Course INF250 addresses a broad variety of topics in the context of data-oriented visual computing, including useful concepts from linear algebra, methods for changing the representation of data (change of basis, etc.), methods for the fitting of models to data, optimization basics, useful basics in numerical differentiation and integration, selected topics from statistics and machine learning, as well as an introduction to image processing and visualization.

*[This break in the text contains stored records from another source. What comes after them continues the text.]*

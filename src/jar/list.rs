//! Savings jars listing page.

use std::sync::{Arc, Mutex};

use axum::{
    extract::{FromRef, State},
    response::{IntoResponse, Response},
};
use maud::{Markup, html};
use rusqlite::Connection;
use rust_decimal::Decimal;

use crate::{
    AppState, Error, endpoints,
    html::{
        LINK_STYLE, PAGE_CONTAINER_STYLE, TABLE_CELL_STYLE, TABLE_HEADER_STYLE, TABLE_ROW_STYLE,
        base, edit_delete_action_links, format_currency, format_percent,
    },
    jar::{SavingsJar, get_all_jars},
    money::sum,
    navigation::NavBar,
};

/// The state needed for the savings jars listing page.
#[derive(Debug, Clone)]
pub struct JarsPageState {
    pub db_connection: Arc<Mutex<Connection>>,
}

impl FromRef<AppState> for JarsPageState {
    fn from_ref(state: &AppState) -> Self {
        Self {
            db_connection: state.db_connection.clone(),
        }
    }
}

/// Render the savings jars listing page.
pub async fn get_jars_page(State(state): State<JarsPageState>) -> Result<Response, Error> {
    let connection = state
        .db_connection
        .lock()
        .inspect_err(|error| tracing::error!("could not acquire database lock: {error}"))
        .map_err(|_| Error::DatabaseLockError)?;

    let jars = get_all_jars(&connection)
        .inspect_err(|error| tracing::error!("Failed to retrieve savings jars: {error}"))?;

    Ok(jars_view(&jars).into_response())
}

/// A progress bar for a jar, capped at full width once the target is reached.
pub(crate) fn progress_bar(jar: &SavingsJar) -> Markup {
    let width = jar.progress_percent().min(Decimal::ONE_HUNDRED).round_dp(0);

    html! {
        div class="flex items-center gap-2"
        {
            div class="w-24 h-2 rounded bg-gray-200 dark:bg-gray-700"
            {
                div class="h-2 rounded bg-green-500" style=(format!("width: {width}%")) {}
            }
            span class="tabular-nums" { (format_percent(jar.progress_percent())) }
        }
    }
}

fn jars_view(jars: &[SavingsJar]) -> Markup {
    let nav_bar = NavBar::new(endpoints::JARS_VIEW).into_html();
    let total_saved = sum(jars.iter().map(|jar| jar.balance));

    let table_row = |jar: &SavingsJar| {
        let edit_url = endpoints::format_endpoint(endpoints::EDIT_JAR_VIEW, jar.id);
        let delete_url = endpoints::format_endpoint(endpoints::DELETE_JAR, jar.id);
        let confirm_message = format!(
            "Are you sure you want to delete '{}'? Its transfers will be kept as entries.",
            jar.name
        );

        html!(
            tr class=(TABLE_ROW_STYLE)
            {
                td class=(TABLE_CELL_STYLE) { (jar.name) }
                td class=(TABLE_CELL_STYLE) { (jar.purpose) }
                td class="px-6 py-4 text-right tabular-nums" { (format_currency(jar.balance)) }
                td class="px-6 py-4 text-right tabular-nums"
                {
                    @if jar.target.is_zero() {
                        "-"
                    } @else {
                        (format_currency(jar.target))
                    }
                }
                td class=(TABLE_CELL_STYLE) { (progress_bar(jar)) }
                td class=(TABLE_CELL_STYLE)
                {
                    div class="flex gap-4"
                    {
                        (edit_delete_action_links(
                            &edit_url,
                            &delete_url,
                            &confirm_message,
                            "closest tr",
                            "delete",
                        ))
                    }
                }
            }
        )
    };

    let content = html!(
        (nav_bar)

        main class=(PAGE_CONTAINER_STYLE)
        {
            section class="space-y-4 w-full lg:max-w-5xl"
            {
                header class="flex justify-between flex-wrap items-end"
                {
                    div
                    {
                        h1 class="text-xl font-bold" { "Savings Jars" }
                        p id="total-saved" class="text-sm text-gray-600 dark:text-gray-400"
                        {
                            "Total saved: " (format_currency(total_saved))
                        }
                    }

                    div class="flex gap-4"
                    {
                        a href=(endpoints::JAR_TRANSFER_VIEW) class=(LINK_STYLE) { "Transfer to Jar" }
                        a href=(endpoints::NEW_JAR_VIEW) class=(LINK_STYLE) { "Create Jar" }
                    }
                }

                div class="overflow-x-auto dark:bg-gray-800"
                {
                    table class="w-full text-sm text-left rtl:text-right
                        text-gray-500 dark:text-gray-400"
                    {
                        thead class=(TABLE_HEADER_STYLE)
                        {
                            tr
                            {
                                th scope="col" class=(TABLE_CELL_STYLE) { "Name" }
                                th scope="col" class=(TABLE_CELL_STYLE) { "Purpose" }
                                th scope="col" class="px-6 py-4 text-right" { "Balance" }
                                th scope="col" class="px-6 py-4 text-right" { "Target" }
                                th scope="col" class=(TABLE_CELL_STYLE) { "Progress" }
                                th scope="col" class=(TABLE_CELL_STYLE) { "Actions" }
                            }
                        }

                        tbody
                        {
                            @for jar in jars {
                                (table_row(jar))
                            }

                            @if jars.is_empty() {
                                tr
                                {
                                    td
                                        colspan="6"
                                        class="px-6 py-4 text-center
                                            text-gray-500 dark:text-gray-400"
                                    {
                                        "No savings jars yet. "
                                        a href=(endpoints::NEW_JAR_VIEW) class=(LINK_STYLE)
                                        {
                                            "Create your first jar"
                                        }
                                    }
                                }
                            }
                        }
                    }
                }
            }
        }
    );

    base("Savings Jars", &[], &content)
}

After the successful completion of the course the student should have the following learning outcomes defined in terms of knowledge, skills and general competence:
- knows about linear systems and how to solve them
- understands the concept of a basis of a vector space and knows how to change the basis
- knows about selected decomposition methods and how to exploit them in order to achieve a more meaningful representation of data
- knows about data modeling and how to fit a simple model to the data
- understands analytical solutions as well as iterative approximations
- understands selected basics of optimization
- knows basic methods of numerical differentiation and integration
- understands selected basics in statistics, useful for data-oriented visual computing
- knows about basics of machine learning, useful for data-oriented visual computing
- knows selected basics in image processing and visualization
- knows the basics of GPU programming
- is able to change the basis of a given data representation
- can apply SVD or PCA in order to better exploit the intrinsic value of given data
- is able to fit a simple model to given data
- can program an iterative solution to solve certain basic data-oriented problems
- is able to conduct a basic optimization on a given data-oriented problem
- can realize a basic numerical solution to a given derivation/integration problem
- can exploit basic statistical concepts in order to turn given data into actionable values
- can do simple image processing and some basic visualization
- can realize a basic solution based on GPU programming
- can judge the appropriateness of a given solution with respect to a given problem
- can realize a more advanced problem, based on the basic knowledge from INF250 plus additional expertise based on further research
Required Previous Knowledge
The course requires basic knowledge of programming as well as mathematics from earlier University education. Students must have passed at least one basic course from mathematics (ideally with basic training in linear algebra), and at least two courses about programming.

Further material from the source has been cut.